Sony's acquisition of Crunchyroll would give Funimation access to Crunchyroll's impressive backlist of titles and add Crunchyroll's significant international presence to Sony's previous acquisitions of French anime streaming service Wakanim and Australian streaming service AnimeLab.

Perhaps because Sony is getting even more serious about anime, my sense this season was that Funimation grabbed the lion's share of the best new titles. But I much prefer the way Crunchyroll (and Netflix) encodes its own subtitles rather than using the clunky closed captions favored by Funimation and HIDIVE.

My guess is that, if the deal goes through, Sony will maintain the companies as separate divisions while restoring the content sharing deal they had before being acquired by their respective multinationals.

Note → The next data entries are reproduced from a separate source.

use chrono::NaiveDate;
use serde::Serialize;

use crate::models::package::Package;

/// One entitlement window granting a package to a user.
///
/// Overlapping rows per user are expected and resolved by tier priority at
/// read time; rows are never merged or deduplicated on insert.
#[derive(Clone, Debug, Serialize)]
pub struct Subscription {
    pub sub_id: i64,
    pub username: String,
    pub paket: Package,
    pub start_date: NaiveDate,
    /// Inclusive validity boundary.
    pub end_date: NaiveDate,
    /// Cancellation stops renewal; the end date stays authoritative.
    pub canceled: bool,
}
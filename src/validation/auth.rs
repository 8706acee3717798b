use crate::error::{AppError, Result};
use crate::models::package::Package;

/// Validates a username.
pub fn validate_username(username: &str) -> Result<()> {
    if username.is_empty() || username.len() < 3 {
        return Err(AppError::Validation(
            "Username must be at least 3 characters long".to_string(),
        ));
    }

    if username.len() > 255 {
        return Err(AppError::Validation(
            "Username must be at most 255 characters".to_string(),
        ));
    }

    if !username.chars().all(|c| c.is_alphanumeric() || c == '_' || c == '-') {
        return Err(AppError::Validation(
            "Username can only contain letters, numbers, underscores, and hyphens".to_string(),
        ));
    }

    Ok(())
}

/// Validates a hardware identifier.
pub fn validate_hwid(hwid: &str) -> Result<()> {
    if hwid.is_empty() {
        return Err(AppError::Validation("Missing hwid".to_string()));
    }

    if hwid.len() > 128 {
        return Err(AppError::Validation(
            "HWID must be at most 128 characters".to_string(),
        ));
    }

    if !hwid.chars().all(|c| c.is_ascii_alphanumeric() || "-_:.".contains(c)) {
        return Err(AppError::Validation(
            "HWID can only contain letters, numbers, and -_:.".to_string(),
        ));
    }

    Ok(())
}

/// Parses a submitted package label into a known tier.
pub fn validate_package(raw: &str) -> Result<Package> {
    raw.parse()
        .map_err(|_| AppError::Validation(format!("Unknown package: {raw}")))
}

#[cfg(test)]
mod tests {
    use super::*;

    #[test]
    fn test_username_rules() {
        assert!(validate_username("alice").is_ok());
        assert!(validate_username("al").is_err());
        assert!(validate_username("").is_err());
        assert!(validate_username("alice!").is_err());
        assert!(validate_username(&"a".repeat(256)).is_err());
    }

    #[test]
    fn test_hwid_rules() {
        assert!(validate_hwid("HW1").is_ok());
        assert!(validate_hwid("AB-12:cd_34.ef").is_ok());
        assert!(validate_hwid("").is_err());
        assert!(validate_hwid("white space").is_err());
    }

    #[test]
    fn test_package_labels() {
        assert_eq!(validate_package("Basis+").expect("known tier"), Package::BasisPlus);
        assert!(validate_package("Gold").is_err());
    }
}
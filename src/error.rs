use axum::{
    http::StatusCode,
    response::{IntoResponse, Response},
};
use thiserror::Error;

/// The application's error type.
#[derive(Error, Debug)]
pub enum AppError {
    /// A database error.
    #[error("Database error: {0}")]
    Database(#[from] rusqlite::Error),

    /// An I/O error.
    #[error("IO error: {0}")]
    Io(#[from] std::io::Error),

    /// The request signature was missing or did not match.
    #[error("Invalid signature")]
    InvalidSignature,

    /// The administrative master key was missing or did not match.
    #[error("Master key required")]
    MasterKeyMismatch,

    /// No user matched the supplied token or hardware identifier.
    #[error("User not found")]
    UserNotFound,

    /// The user exists but holds no currently valid entitlement.
    #[error("Subscription expired or inactive")]
    SubscriptionInactive,

    /// A per-source request ceiling was exhausted.
    #[error("Rate limit exceeded: {0}")]
    RateLimitExceeded(String),

    /// A validation error.
    #[error("Validation error: {0}")]
    Validation(String),

    /// An internal server error.
    #[error("Internal server error: {0}")]
    Internal(String),
}

/// A `Result` type that uses `AppError` as the error type.
pub type Result<T> = std::result::Result<T, AppError>;

impl IntoResponse for AppError {
    fn into_response(self) -> Response {
        let (status, message) = match self {
            AppError::Database(ref e) => {
                tracing::error!("Database error: {}", e);
                (StatusCode::INTERNAL_SERVER_ERROR, "Database error".to_string())
            }

            AppError::Io(ref e) => {
                tracing::error!("IO error: {}", e);
                (StatusCode::INTERNAL_SERVER_ERROR, "File system error".to_string())
            }

            AppError::InvalidSignature => {
                tracing::warn!("Invalid request signature");
                (StatusCode::FORBIDDEN, "Invalid signature".to_string())
            }

            AppError::MasterKeyMismatch => {
                tracing::warn!("Master key mismatch");
                (StatusCode::FORBIDDEN, "Master key required".to_string())
            }

            AppError::UserNotFound => {
                tracing::debug!("User not found");
                (StatusCode::NOT_FOUND, "User not found".to_string())
            }

            AppError::SubscriptionInactive => {
                tracing::debug!("Subscription expired or inactive");
                (StatusCode::FORBIDDEN, "Subscription expired or inactive".to_string())
            }

            AppError::RateLimitExceeded(ref msg) => {
                tracing::warn!("Rate limit exceeded: {}", msg);
                (StatusCode::TOO_MANY_REQUESTS, msg.clone())
            }

            AppError::Validation(ref msg) => {
                tracing::debug!("Validation error: {}", msg);
                (StatusCode::BAD_REQUEST, msg.clone())
            }

            AppError::Internal(ref msg) => {
                tracing::error!("Internal error: {}", msg);
                (StatusCode::INTERNAL_SERVER_ERROR, "Internal server error".to_string())
            }
        };

        let body = sonic_rs::to_string(&sonic_rs::json!({
            "error": message
        }))
        .unwrap_or_else(|_| r#"{"error":"Internal server error"}"#.to_string());

        (status, body).into_response()
    }
}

According to which, rather than duplicate efforts, Crunchyroll concentrates on subs and Funimation on dubs.

Even if Sony raised the price of Funimation to match Crunchyroll, it'd be worth it if you only had to subscribe to one to get access to the libraries of both.

Update: Pending regulatory approval, it's a done deal. Crunchyroll will be acquired by Sony's Funimation Global Group for $1.175 billion.